The region holds half of the world's oil reserves and accounts for up to 30% of global production, and for more than a month, this critical hub has been at the epicenter of military conflict.
The consequences appeared almost immediately: petroleum product prices rose by more than $400 per ton, with Brent crude stabilizing above $100 per barrel.
Any news coming from the Middle East now oscillates prices on the markets daily. The situation remains highly fluid, and shifting statements continue to reverse part of these moves. Military-political risk has become a permanent new variable in the global energy equation. For most countries, this remains a systemic shock.
For Ukraine , it is a significant storm: a country already at war, now has to address a global energy crisis and surging fuel prices all at once.
Since 2022, Kyiv has reoriented its fuel imports almost entirely toward EU suppliers — but this came at a structural cost. Ukraine has no domestic fuel production to fall back on. It imports everything, stores relatively little, and is in the middle of raising fuel taxes to meet European standards.
After the destruction of our oil refining industry and large storage facilities, we are forced to operate on a "just-in-time basis." Every shipment from the EU or the U.S. is purchased at current, often peak, global prices and immediately distributed to retail outlets.
Without a domestic "safety stock," any global crisis hits Ukrainian pumps instantly.
European exchange quotations for petroleum products remain the key benchmark for the market. They determine the wholesale prices of gasoline and diesel, which are then incorporated into the cost of supplying Ukraine. During periods of heightened uncertainty, suppliers add risk premiums to contracts — and this effect is immediately reflected in the price of new deliveries.
At the same time, the tax component remains a separate structural factor that operates independently of market conditions. At the beginning of 2026, an increase in excise taxes added around Hr 4 (about $0.09) per liter of fuel, regardless of fluctuations in global quotations.
A similar pattern was observed earlier: following the Middle East escalation in 2025, fuel prices in Ukraine also increased by about Hr 4 (about $0.09) per liter and did not return to previous levels even after global oil prices declined.

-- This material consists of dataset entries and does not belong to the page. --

//! `faer-geev` computes the eigenvalues and right eigenvectors of dense non-symmetric matrices,
//! dispatching to one of the four precision variants of `geev` (real/complex, single/double)
//! exposed by a pluggable backend.
//!
//! two backends are provided:
//! - [`FaerBackend`], running faer's eigendecomposition on the cpu,
//! - [`MagmaBackend`], running MAGMA's blocked eigensolver on the gpu. the library is loaded at
//!   runtime, so it is only needed on machines that use it.
//!
//! # example
//! ```
//! use faer_geev::{FaerBackend, Matrix, Session};
//!
//! let mut backend = FaerBackend::default();
//! let mut session = Session::open(&mut backend)?;
//!
//! let a = Matrix::from_row_major(2, 2, &[2.0, 0.0, 0.0, 3.0f64])?;
//! let mut eig = session.eig(&a)?.into_complex();
//! eig.sort_canonical();
//!
//! assert!((eig.eigenvalues[0].re - 2.0).abs() < 1e-12);
//! assert!((eig.eigenvalues[1].re - 3.0).abs() < 1e-12);
//! # Ok::<(), faer_geev::Error>(())
//! ```
//!
//! a [`Session`] serializes access to the backend's process-wide state: it initializes the
//! backend when opened and finalizes it when dropped.

#![warn(missing_debug_implementations)]

mod seal;

pub mod backend;
pub mod dtype;
pub mod eig;
pub mod error;
pub mod matrix;
pub mod workspace;

pub use backend::{FaerBackend, GeevBackend, GeevBuffers, Job, MagmaBackend, Session};
pub use dtype::{DType, Element, Routine, TypeDescriptor};
pub use eig::{geev, geev_dyn, ComplexEigen, DynEigen, Eigen};
pub use error::Error;
pub use matrix::{DynMatrix, Matrix};
pub use workspace::{plan, Workspace};
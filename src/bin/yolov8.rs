// Ultralytics 🚀 AGPL-3.0 License - https://ultralytics.com/license
//
// 图片检测命令行程序
// cargo run --bin yolov8 -- --model yolo11n.onnx --source bus.jpg --output bus-out.jpg

use anyhow::{Context, Result};
use clap::Parser;
use image::{Rgba, RgbaImage};
use imageproc::drawing::draw_hollow_rect_mut;
use imageproc::rect::Rect;
use tracing_subscriber::EnvFilter;

use yolo_rs::{Args, BoundingBox, YOLO};

// 检测框颜色
const BRIGHT_COLORS: [[u8; 3]; 12] = [
    [255, 0, 0],     // 红色
    [0, 255, 0],     // 绿色
    [0, 0, 255],     // 蓝色
    [255, 255, 0],   // 黄色
    [255, 0, 255],   // 品红
    [0, 255, 255],   // 青色
    [255, 128, 0],   // 橙色
    [255, 0, 128],   // 粉红
    [128, 255, 0],   // 黄绿
    [0, 128, 255],   // 天蓝
    [255, 255, 255], // 白色
    [128, 0, 255],   // 紫色
];

fn main() -> Result<()> {
    tracing_subscriber::fmt()
        .with_env_filter(EnvFilter::try_from_default_env().unwrap_or_else(|_| EnvFilter::new("info")))
        .init();

    let args = Args::parse();
    let config = args.configuration();
    let classes = config.classes.clone();

    let image = image::open(&args.source)
        .with_context(|| format!("failed to open image {}", args.source))?;

    let mut model = YOLO::with_configuration(config)
        .with_context(|| format!("failed to load model {}", args.model))?;
    let ys = model.predict(&image, args.conf(), args.iou())?;
    model.destroy();

    tracing::info!(source = %args.source, detections = ys.len(), "done");

    if args.json {
        println!("{}", serde_json::to_string_pretty(&ys)?);
    } else {
        for y in &ys {
            println!("{y}");
        }
    }

    if let Some(output) = &args.output {
        let mut canvas = image.to_rgba8();
        annotate(&mut canvas, &ys, &classes);
        canvas
            .save(output)
            .with_context(|| format!("failed to save annotated image {output}"))?;
        tracing::info!(output = %output, "annotated image saved");
    }

    Ok(())
}

/// 在图片上绘制检测框 (每个类别一种颜色)
fn annotate(canvas: &mut RgbaImage, ys: &[BoundingBox], classes: &[String]) {
    for y in ys {
        let w = y.width().round() as u32;
        let h = y.height().round() as u32;
        if w == 0 || h == 0 {
            continue;
        }
        let id = classes.iter().position(|c| *c == y.label).unwrap_or(0);
        let [r, g, b] = BRIGHT_COLORS[id % BRIGHT_COLORS.len()];
        let rect = Rect::at(y.x1.round() as i32, y.y1.round() as i32).of_size(w, h);
        draw_hollow_rect_mut(canvas, rect, Rgba([r, g, b, 255]));
    }
}
/// 工具模块
/// Utility modules
pub mod letterbox;
pub mod tensor;

pub use letterbox::{letterbox, LetterboxTransform, PAD_COLOR};
pub use tensor::{pack, pack_into};
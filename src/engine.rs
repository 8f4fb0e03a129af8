// Ultralytics 🚀 AGPL-3.0 License - https://ultralytics.com/license
//
// 推理引擎接口 (Inference engine boundary)

use crate::Result;

/// 推理引擎能力接口
///
/// 引擎独占其输入/输出缓冲区:
/// ```text
/// set_input(planar) → run() → output()
/// ```
/// 一个引擎实例同一时刻只能服务一次推理调用 (`&mut self` 保证),
/// 多个独立实例可以在不同线程中并行运行。
pub trait Engine {
    /// 拷贝平面格式 (CHW) 输入到引擎的输入缓冲区
    ///
    /// 长度与输入张量尺寸不一致时返回 `Error::ConfigurationMismatch`
    fn set_input(&mut self, input: &[f32]) -> Result<()>;

    /// 同步执行模型, 成功后 `output()` 可读
    fn run(&mut self) -> Result<()>;

    /// 当前输出张量的扁平数据 (仅在 `run` 成功后有效)
    fn output(&self) -> &[f32];

    /// 释放后端资源
    fn destroy(self)
    where
        Self: Sized,
    {
        drop(self);
    }
}
// Ultralytics 🚀 AGPL-3.0 License - https://ultralytics.com/license
//
// 非极大值抑制 (Non-Max Suppression)

use super::types::{Candidate, Rect};

/// 贪心 NMS (不区分类别)
///
/// 1. 只保留 `score > score_threshold` 且坐标有限的候选框
/// 2. 反复选出剩余中分数最高者 (同分时靠前者优先), 并移除与其 `IoU >= iou_threshold` 的候选框
///
/// 返回保留的候选框下标 (指向输入切片), 按选中顺序排列。
pub fn non_max_suppression(
    candidates: &[Candidate],
    score_threshold: f32,
    iou_threshold: f32,
) -> Vec<usize> {
    let rects: Vec<Rect> = candidates.iter().map(Rect::from).collect();
    let mut remaining: Vec<usize> = (0..candidates.len())
        .filter(|&i| candidates[i].score > score_threshold && candidates[i].is_finite())
        .collect();
    let mut keep = Vec::with_capacity(remaining.len());

    while !remaining.is_empty() {
        let mut pos = 0;
        for (k, &i) in remaining.iter().enumerate().skip(1) {
            if candidates[i].score > candidates[remaining[pos]].score {
                pos = k;
            }
        }
        let best = remaining.remove(pos);
        keep.push(best);

        let r = rects[best];
        remaining.retain(|&i| r.iou(&rects[i]) < iou_threshold);
    }

    keep
}
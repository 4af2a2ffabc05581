//! Error type for running a parser or CLI.

use argweave_core::ValidationError;
use argweave_parser::ParseError;
use thiserror::Error;

/// Errors that can occur while running a [`Cli`](crate::Cli),
/// [`Parser`](crate::Parser) or [`Command`](crate::Command).
#[derive(Debug, Error)]
pub enum CliError {
    /// The invocation was wrong. `command` scopes which help text fits.
    #[error("{error}")]
    Usage {
        command: Option<String>,
        #[source]
        error: ParseError,
    },

    /// A schema composed at runtime (e.g. by [`merge`](crate::merge)) is invalid.
    #[error(transparent)]
    Validation(#[from] ValidationError),

    #[error("transform failed: {0:#}")]
    Transform(anyhow::Error),

    #[error("handler failed: {0:#}")]
    Handler(anyhow::Error),

    /// The synchronous entry point met an async transform or handler.
    #[error("an async transform or handler is registered; use the async entry point (parse_async)")]
    AsyncInSyncContext,
}

impl CliError {
    pub(crate) fn usage(command: Option<String>) -> impl FnOnce(ParseError) -> Self {
        move |error| CliError::Usage { command, error }
    }

    /// Whether the caller should print usage help along with the message.
    pub fn is_usage(&self) -> bool {
        matches!(self, CliError::Usage { .. })
    }

    /// Command the failure belongs to, when one was resolved.
    pub fn command(&self) -> Option<&str> {
        match self {
            CliError::Usage { command, .. } => command.as_deref(),
            _ => None,
        }
    }

    /// Process exit status a binary should use for this error.
    pub fn exit_code(&self) -> i32 {
        match self {
            CliError::Usage { .. } => 2,
            _ => 1,
        }
    }
}

#[cfg(test)]
mod tests {
    use super::*;

    #[test]
    fn test_usage_error_display_and_scope() {
        let err = CliError::usage(Some("test".into()))(ParseError::MissingValue("--filter".into()));
        assert_eq!(err.to_string(), "option --filter requires a value");
        assert_eq!(err.command(), Some("test"));
        assert_eq!(err.exit_code(), 2);
        assert!(err.is_usage());
    }

    #[test]
    fn test_handler_error_display_includes_cause() {
        let err = CliError::Handler(anyhow::anyhow!("disk full").context("writing report"));
        assert_eq!(err.to_string(), "handler failed: writing report: disk full");
        assert_eq!(err.exit_code(), 1);
    }
}
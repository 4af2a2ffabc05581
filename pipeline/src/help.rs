//! Help text rendering.
//!
//! The built-in `--help` flag calls a [`HelpRenderer`]. [`PlainHelp`] is the
//! default: unthemed text, one section per option group.

use std::fmt::Write;

use argweave_core::{
    CliSchema, OptionDef, OptionsSchema, PositionalDef, PositionalKind, Value, overlay_options,
};

/// Produces help text for a CLI, optionally scoped to one command.
pub trait HelpRenderer {
    fn render(&self, cli: &CliSchema, command: Option<&str>) -> String;
}

impl<F> HelpRenderer for F
where
    F: Fn(&CliSchema, Option<&str>) -> String,
{
    fn render(&self, cli: &CliSchema, command: Option<&str>) -> String {
        self(cli, command)
    }
}

/// Plain-text help with `Usage`, `Commands`, `Arguments` and `Options` sections.
///
/// # Examples
///
/// ```
/// use argweave::{HelpRenderer, PlainHelp};
/// use argweave::{CliSchema, CommandSchema, OptionDef};
///
/// let mut cli = CliSchema::new("tool");
/// cli.options.insert("verbose", OptionDef::boolean().with_alias("v").with_description("Say more"));
/// cli.commands.insert("test".into(), CommandSchema::new("Run tests"));
///
/// let text = PlainHelp.render(&cli, None);
/// assert!(text.starts_with("Usage: tool [OPTIONS] <COMMAND>"));
/// assert!(text.contains("  test"));
/// assert!(text.contains("-v, --verbose"));
/// ```
#[derive(Debug, Clone, Copy, Default)]
pub struct PlainHelp;

impl HelpRenderer for PlainHelp {
    fn render(&self, cli: &CliSchema, command: Option<&str>) -> String {
        let scoped = command.and_then(|token| cli.find_command(token));

        let (usage_name, description, options, positionals) = match scoped {
            Some((name, cmd)) => (
                format!("{} {}", cli.name, name),
                cmd.description.as_deref(),
                overlay_options(&cli.options, &cmd.options),
                cmd.positionals.as_slice(),
            ),
            None => (
                cli.name.clone(),
                cli.description.as_deref(),
                cli.options.clone(),
                cli.positionals.as_slice(),
            ),
        };

        let mut out = String::new();
        let _ = write!(out, "Usage: {usage_name} [OPTIONS]");
        if scoped.is_none() && cli.has_commands() {
            out.push_str(" <COMMAND>");
        }
        for (i, positional) in positionals.iter().enumerate().filter(|(_, p)| !p.hidden) {
            let _ = write!(out, " {}", positional_usage(positional, i));
        }
        out.push('\n');

        if let Some(description) = description {
            let _ = write!(out, "\n{description}\n");
        }

        if scoped.is_none() && cli.has_commands() {
            let rows = cli
                .commands
                .iter()
                .filter(|(_, cmd)| !cmd.hidden)
                .map(|(name, cmd)| {
                    let mut text = cmd.description.clone().unwrap_or_default();
                    if !cmd.aliases.is_empty() {
                        let _ = write!(text, " (aliases: {})", cmd.aliases.join(", "));
                    }
                    (name.clone(), text.trim().to_string())
                })
                .collect();
            section(&mut out, "Commands", rows);
        }

        let rows = positionals
            .iter()
            .enumerate()
            .filter(|(_, p)| !p.hidden)
            .map(|(i, p)| (positional_usage(p, i), positional_text(p)))
            .collect();
        section(&mut out, "Arguments", rows);

        for (group, rows) in option_sections(&options) {
            section(&mut out, &group, rows);
        }

        let mut builtins = Vec::new();
        if options.find_by_alias("help").is_none() {
            let spelling = if options.find_by_alias("h").is_none() { "-h, --help" } else { "    --help" };
            builtins.push((spelling.to_string(), "Print help".to_string()));
        }
        if options.find_by_alias("version").is_none() {
            builtins.push(("    --version".to_string(), "Print version".to_string()));
        }
        section(&mut out, "Built-in", builtins);

        out
    }
}

fn section(out: &mut String, title: &str, rows: Vec<(String, String)>) {
    if rows.is_empty() {
        return;
    }
    let width = rows.iter().map(|(left, _)| left.len()).max().unwrap_or(0);

    let _ = write!(out, "\n{title}:\n");
    for (left, right) in rows {
        if right.is_empty() {
            let _ = writeln!(out, "  {left}");
        } else {
            let _ = writeln!(out, "  {left:width$}  {right}");
        }
    }
}

/// Visible options as rows, ungrouped first under "Options", then one
/// section per group in first-seen order.
fn option_sections(options: &OptionsSchema) -> Vec<(String, Vec<(String, String)>)> {
    let mut sections: Vec<(String, Vec<(String, String)>)> = vec![("Options".to_string(), Vec::new())];

    for (name, def) in options.iter().filter(|(_, def)| !def.hidden) {
        let title = def.group.clone().unwrap_or_else(|| "Options".to_string());
        let row = (option_spelling(name, def), option_text(def));
        match sections.iter_mut().find(|(t, _)| *t == title) {
            Some((_, rows)) => rows.push(row),
            None => sections.push((title, vec![row])),
        }
    }

    sections
}

fn option_spelling(name: &str, def: &OptionDef) -> String {
    let short = def
        .short_alias()
        .or_else(|| (name.chars().count() == 1).then_some(name));
    let mut longs: Vec<&str> = Vec::new();
    if name.chars().count() > 1 {
        longs.push(name);
    }
    longs.extend(def.aliases.iter().map(String::as_str).filter(|a| a.chars().count() > 1));

    let mut spelling = match short {
        Some(s) if longs.is_empty() => format!("-{s}"),
        Some(s) => format!("-{s}, "),
        None => "    ".to_string(),
    };
    spelling.push_str(
        &longs
            .iter()
            .map(|l| format!("--{l}"))
            .collect::<Vec<_>>()
            .join(", "),
    );
    if let Some(placeholder) = def.kind.placeholder() {
        let _ = write!(spelling, " {placeholder}");
    }
    spelling
}

fn option_text(def: &OptionDef) -> String {
    let mut text = def.description.clone().unwrap_or_default();
    if def.required {
        text.push_str(" [required]");
    }
    if let Some(default) = &def.default {
        let _ = write!(text, " [default: {}]", display_value(default));
    }
    text.trim().to_string()
}

fn positional_usage(def: &PositionalDef, index: usize) -> String {
    let name = def.display_name(index);
    match (&def.kind, def.required) {
        (PositionalKind::Variadic { .. }, true) => format!("<{name}>..."),
        (PositionalKind::Variadic { .. }, false) => format!("[{name}]..."),
        (_, true) => format!("<{name}>"),
        (_, false) => format!("[{name}]"),
    }
}

fn positional_text(def: &PositionalDef) -> String {
    let mut text = def.description.clone().unwrap_or_default();
    if let PositionalKind::Enum { choices } = &def.kind {
        let _ = write!(text, " [choices: {}]", choices.join(", "));
    }
    if let Some(default) = &def.default {
        let _ = write!(text, " [default: {}]", display_value(default));
    }
    text.trim().to_string()
}

fn display_value(value: &Value) -> String {
    match value {
        Value::String(s) => s.clone(),
        Value::Bool(b) => b.to_string(),
        Value::Number(n) => n.to_string(),
        Value::Array(items) => items.iter().map(display_value).collect::<Vec<_>>().join(", "),
    }
}

#[cfg(test)]
mod tests {
    use argweave_core::{CommandSchema, ItemKind};

    use super::*;

    fn cli() -> CliSchema {
        let mut cli = CliSchema::new("runner");
        cli.options.insert("verbose", OptionDef::boolean().with_alias("v"));
        cli.options.insert(
            "color",
            OptionDef::enumeration(["auto", "never"]).with_default("auto").in_group("Display"),
        );
        cli.commands.insert(
            "test".into(),
            CommandSchema::new("Run tests")
                .with_alias("t")
                .with_option("jobs", OptionDef::number().with_alias("j").with_default(2.0))
                .with_positional(PositionalDef::variadic(ItemKind::String).named("paths")),
        );
        cli.commands.insert("secret".into(), CommandSchema {
            hidden: true,
            ..CommandSchema::new("Hidden")
        });
        cli
    }

    #[test]
    fn test_top_level_lists_visible_commands() {
        let text = PlainHelp.render(&cli(), None);
        assert!(text.contains("Run tests (aliases: t)"));
        assert!(!text.contains("secret"));
        assert!(text.contains("\nDisplay:\n"));
        assert!(text.contains("[default: auto]"));
        assert!(text.contains("--version"));
    }

    #[test]
    fn test_command_scope_merges_options() {
        let text = PlainHelp.render(&cli(), Some("t"));
        assert!(text.starts_with("Usage: runner test [OPTIONS] [paths]..."));
        assert!(text.contains("-j, --jobs <number>"));
        assert!(text.contains("[default: 2]"));
        assert!(text.contains("-v, --verbose"));
        assert!(!text.contains("Commands:"));
        assert!(text.contains("    --version  Print version"));
    }

    #[test]
    fn test_builtin_rows_respect_user_options() {
        let mut cli = CliSchema::new("tool");
        cli.options.insert("host", OptionDef::string().with_alias("h"));
        let text = PlainHelp.render(&cli, None);
        assert!(text.contains("    --help"));
        assert!(!text.contains("-h, --help"));
    }

    #[test]
    fn test_closure_renderer() {
        let renderer = |cli: &CliSchema, _: Option<&str>| format!("custom {}", cli.name);
        assert_eq!(renderer.render(&CliSchema::new("x"), None), "custom x");
    }
}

In a broader context, this reflects another important trend. Ukraine is also gradually adopting the European model of fuel taxation, in which taxes constitute a significant share of the retail price.
For comparison, excise taxes in Poland amount to 0.42 euros (about $0.45) per liter, in Germany 0.66 euros (≈ $0.71), and in the Netherlands 0.84 euros (about $0.91). Ukraine's rates remain lower but are steadily converging with European levels — meaning taxes will increasingly shape fuel prices alongside global market trends.
Ukraine's experience reflects, in a concentrated form, what is happening in many energy-importing countries. In Pakistan, the government has restricted consumption, from shorter workweeks to fuel rationing. Egypt raised prices by 15–22% to stabilize public finances. In Europe , fuel prices hit a 40-month high, forcing governments to seek ways to ease pressure on consumers.
(Photo for illustrative purposes) Crude oil processing facilities on the site of PCK-Raffinerie GmbH. (Patrick Pleul/picture alliance via Getty Images) Diesel prices in the EU have risen on average by 25% since the escalation, with even steeper increases in some countries: Spain saw a 35% increase, Hungary and Italy temporarily cut excise taxes, and Croatia and Slovakia introduced price caps. France, Greece, and Slovenia took other regulatory steps. Even South Korea imposed a retail price ceiling for the first time in nearly 30 years. In the U.S. , the prices increased by 33%.
Ukraine has launched a state fuel cash-back program designed to partially reimburse consumers and mitigate price volatility while preserving market-based pricing mechanisms.
All major fuel retailers joined the program on the day of its launch, and early results confirm that it is effectively delivering on its core objective — offsetting fuel costs for end consumers.
This is especially significant for those who depend on fuel daily: working individuals, small business owners, and farmers, for whom it remains an essential and indispensable resource.
At the same time, the experience of different countries shows that, regardless of the tools chosen, none of these measures change the fundamental market logic. They may mitigate the consequences, but they do not eliminate the cause — dependence on global prices and supply constraints.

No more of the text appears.